Mahfuzur Rahman Khan, Tonoy’s uncle, said he hoped that the High Court would uphold Tuesday’s verdict, but added it was imperative that Haq, the former army officer, be caught.

“The main culprit remains out of reach,” Khan told BenarNews. “If Zia cannot be caught, such activities can never be stopped. It is unfortunate that all the intelligence agencies of the state have not been able to trace his whereabouts for so many years

The brutal killings on the night of April 25, 2016, were carried out by militants who infiltrated Mannan’s apartment building by posing as delivery men.

Mannan worked at the U.S. Embassy in Dhaka for nine years and later for the Bangladesh office of the United States Agency for International Development, where he helped lead programs to promote human rights. He also edited Bangladesh’s first LGBT magazine. Tonoy was a theater artist.

Earlier this year, U.S. Secretary of State Antony Blinken was among those who marked the fifth anniversary of the killings of Mannan and Tonoy.

“Xulhaz’s selfless dedication to advancing the principles of diversity, acceptance and inclusion exemplified the best of Bangladesh,” America’s top diplomat said in a statement on April 25.


Xulhaz Mannan, who was murdered by Islamic militants five years ago, attends a Bengali New Year rally organized by an LGBTQ group in Dhaka, April 14, 2014. [AFP]

Haq, the former major, is said to have been the mastermind behind the killings of the gay rights activists and others.

Officials say he has been on the run since he was kicked out of the army over accusations that he was involved in a failed coup against the government of Prime Minister Sheikh Hasina in 2011.

“The Dhaka Metropolitan Police’s Counter Terrorism and Transnational Crime unit as well as various police units across the country are continuing their efforts to arrest Zia,” DMP Deputy Commissioner (Media and Public Relations) Md. Faruk Hossain told BenarNews on Tuesday.
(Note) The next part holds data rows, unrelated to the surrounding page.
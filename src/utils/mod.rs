mod bits;
mod bytes;

pub use bits::BitReader;
pub use bytes::{BeReader, SECTOR_SIZE};
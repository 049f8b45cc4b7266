use super::{AudioStream, Fps, VideoStream};
use std::ops::Range;

/// An index-range view over materialized frame metadata.
///
/// Every frame remembers the source-frame id it was sliced from, so
/// tests can verify round-trip properties exactly. Hosts without a
/// live pipeline can also use it as a lightweight adapter.
#[derive(Debug, Clone, PartialEq)]
pub struct MemoryVideo {
    frames: Vec<usize>,
    fps: Fps,
    durations: Option<Vec<Fps>>,
    absolute: Option<Vec<f64>>,
}

impl MemoryVideo {
    /// Creates a view of `len` frames with ids `0..len`.
    pub fn new(len: usize, fps: Fps) -> Self {
        Self {
            frames: (0..len).collect(),
            fps,
            durations: None,
            absolute: None,
        }
    }

    /// Creates a view from explicit source-frame ids.
    pub fn from_ids(frames: Vec<usize>, fps: Fps) -> Self {
        Self {
            frames,
            fps,
            durations: None,
            absolute: None,
        }
    }

    /// The source-frame ids backing this view.
    pub fn ids(&self) -> &[usize] {
        &self.frames
    }

    /// Injected per-frame durations, if any.
    pub fn durations(&self) -> Option<&[Fps]> {
        self.durations.as_deref()
    }

    /// Injected absolute timestamps, if any.
    pub fn absolute_times(&self) -> Option<&[f64]> {
        self.absolute.as_deref()
    }
}

impl VideoStream for MemoryVideo {
    fn len(&self) -> usize {
        self.frames.len()
    }

    fn fps(&self) -> Fps {
        self.fps
    }

    fn slice(&self, range: Range<usize>) -> Self {
        Self {
            frames: self.frames[range].to_vec(),
            fps: self.fps,
            durations: None,
            absolute: None,
        }
    }

    fn concat(&self, other: &Self) -> Self {
        let mut frames = self.frames.clone();
        frames.extend_from_slice(&other.frames);
        Self {
            frames,
            fps: self.fps,
            durations: None,
            absolute: None,
        }
    }

    fn with_fps(&self, fps: Fps) -> Self {
        Self {
            fps,
            ..self.clone()
        }
    }

    fn with_timecodes(&self, durations: &[Fps], absolute: &[f64]) -> Self {
        Self {
            frames: self.frames.clone(),
            fps: self.fps,
            durations: Some(durations.to_vec()),
            absolute: Some(absolute.to_vec()),
        }
    }
}

/// An index-range view over materialized sample metadata.
#[derive(Debug, Clone, PartialEq)]
pub struct MemoryAudio {
    samples: Range<usize>,
    sample_rate: u32,
}

impl MemoryAudio {
    /// Creates a view of `num_samples` samples at `sample_rate` Hz.
    pub fn new(num_samples: usize, sample_rate: u32) -> Self {
        Self {
            samples: 0..num_samples,
            sample_rate,
        }
    }

    /// The absolute sample range this view covers.
    pub fn range(&self) -> Range<usize> {
        self.samples.clone()
    }
}

impl AudioStream for MemoryAudio {
    fn num_samples(&self) -> usize {
        self.samples.len()
    }

    fn sample_rate(&self) -> u32 {
        self.sample_rate
    }

    fn slice(&self, range: Range<usize>) -> Self {
        Self {
            samples: self.samples.start + range.start..self.samples.start + range.end,
            sample_rate: self.sample_rate,
        }
    }
}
Police officials could not say how many cases there are against him though Haq is said to have been involved nine “targeted killings” between 2013 and 2016.

‘They despise this world’

As they were leaving the Dhaka courtroom after the judge read out his verdict, the four condemned militants were seen smiling and ridiculing journalists, who were taking their photographs or recording videos.

The militants saw their punishment as a “reward,” according to Prof. Muhammad Omar Farooq, a criminology expert.

“Militants are fanatical or ideologically motivated to join militancy, and they [the convicts] are enjoying the situation,” Farooq, a lecturer at the Maulana Bhasani University of Science and Technology, told BenarNews.

“They despise this world and think that they will go to the hereafter with the dignity of martyrs and will live in paradise. That’s how they became motivated.”


Asadullah, a militant from Ansar al-Islam (in helmet), grins as he leaves the courthouse where a judge sentenced him to death for participating in the killing of two gay-rights activists, Aug. 31, 2021. [Sharif Khiam /BenarNews]

Barrister Arafat Hossain Khan, a Supreme Court lawyer, told BenarNews, that those who believe in militancy “do not really care about the country’s traditional justice system.” 

The fact that the convicts were laughing showed that they did not regret the killings, Public Prosecutor Abdullah Abu said.

“We noticed that even after hearing this verdict, there was no change in their minds. They were laughing. There is no remorse,” Abu told BenarNews.

“It is obvious how horrible they are by their behavior."